By Lucia Zheng, Neel Guha, Brandon R. Anderson, Peter Henderson, Daniel E. Ho
One of the most recent significant advances in natural language processing (NLP) has been the advent of self-supervised language models like Google’s BERT or OpenAI’s GPT-3. Such models are “pretrained” on a large corpus of general texts — Google Books and Wikipedia articles — resulting in significant gains on a wide range of tasks with much smaller datasets. Researchers have noted that these gains are amplified in specialized domains. In a recent study, a version of BERT, SciBERT, pretrained on scientific papers outperformed both existing approaches and a general-language BERT pretrained on Google Books and Wikipedia on a suite of scientific NLP tasks.
This has piqued the interest of the legal community. Advances in applying NLP models to legal corpora (“Legal NLP”) could alleviate longstanding disparities in access to justice. Puzzlingly however, existing work has noted that pretraining on legal corpora often fails to yield statistically significant improvements. On existing legal benchmarks, law-specific models may appear no better than general language models.

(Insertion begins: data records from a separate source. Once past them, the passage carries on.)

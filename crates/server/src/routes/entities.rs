//! `/v1/entities/{id}` - entity lookup through the allowlisted template.

use std::sync::Arc;

use axum::extract::{Path, State};
use axum::response::IntoResponse;
use axum::Json;
use serde_json::json;

use crate::error::{ApiError, ApiResult};
use crate::state::AppState;

pub async fn get_entity(
    State(state): State<Arc<AppState>>,
    Path(id): Path<String>,
) -> ApiResult<impl IntoResponse> {
    let Some(client) = &state.sparql else {
        return Err(ApiError::Upstream("sparql endpoint unconfigured".into()));
    };
    let graph = state
        .graph_iri()
        .ok_or_else(|| ApiError::Upstream("no approved kg snapshot".into()))?;

    if id.trim().is_empty() || id.len() > 256 {
        return Err(ApiError::InvalidInput("entity id out of bounds".into()));
    }
    let iri = format!("{}{}", ident::ENTITY_NS, id.replace(' ', "-"));
    let query = kg::render_template("entity", &graph, &iri)?;
    let body = client.query(&query).await?;

    let bindings = body
        .pointer("/results/bindings")
        .and_then(|v| v.as_array())
        .cloned()
        .unwrap_or_default();
    if bindings.is_empty() {
        return Err(ApiError::NotFound);
    }

    let properties: Vec<_> = bindings
        .iter()
        .filter_map(|b| {
            Some(json!({
                "predicate": b.pointer("/p/value")?.as_str()?,
                "object": b.pointer("/o/value")?.as_str()?,
            }))
        })
        .collect();

    Ok(Json(json!({
        "id": id,
        "iri": iri,
        "graph": graph,
        "properties": properties,
    })))
}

Our recent paper attempts to explain this phenomenon. In short, we hypothesize that existing legal benchmarks are simply too easy or have relatively low legal domain specificity, and thus fail to capture the benefits of domain specific pretraining. Legal text typically requires specialized legal knowledge to annotate, so it can be costly to construct a large structured dataset for the legal domain; as a result, manual annotation efforts have often been dedicated to the construction of tasks for which methods pre-dating the rise of self-supervised learning already perform well and returns can be guaranteed to offset expenses. To address this gap in large, publicly available legal datasets for U.S law and illustrate the conditions under which domain specific pretraining can help, we developed CaseHOLD — a new dataset comprised of over 53,000+ multiple choice questions to identify the relevant holding of a cited case. We find that a law pretrained model (“Legal-BERT”) outperforms a general corpus BERT model on CaseHOLD, while failing to achieve similar improvements on other benchmarks. Finally, we offer a simple domain specificity metric that correlates with the expected gains of Legal-BERT over BERT. Our findings inform when researchers should engage resource-intensive pretraining and show that Transformer-based architectures, too, learn representations suggestive of distinct legal language.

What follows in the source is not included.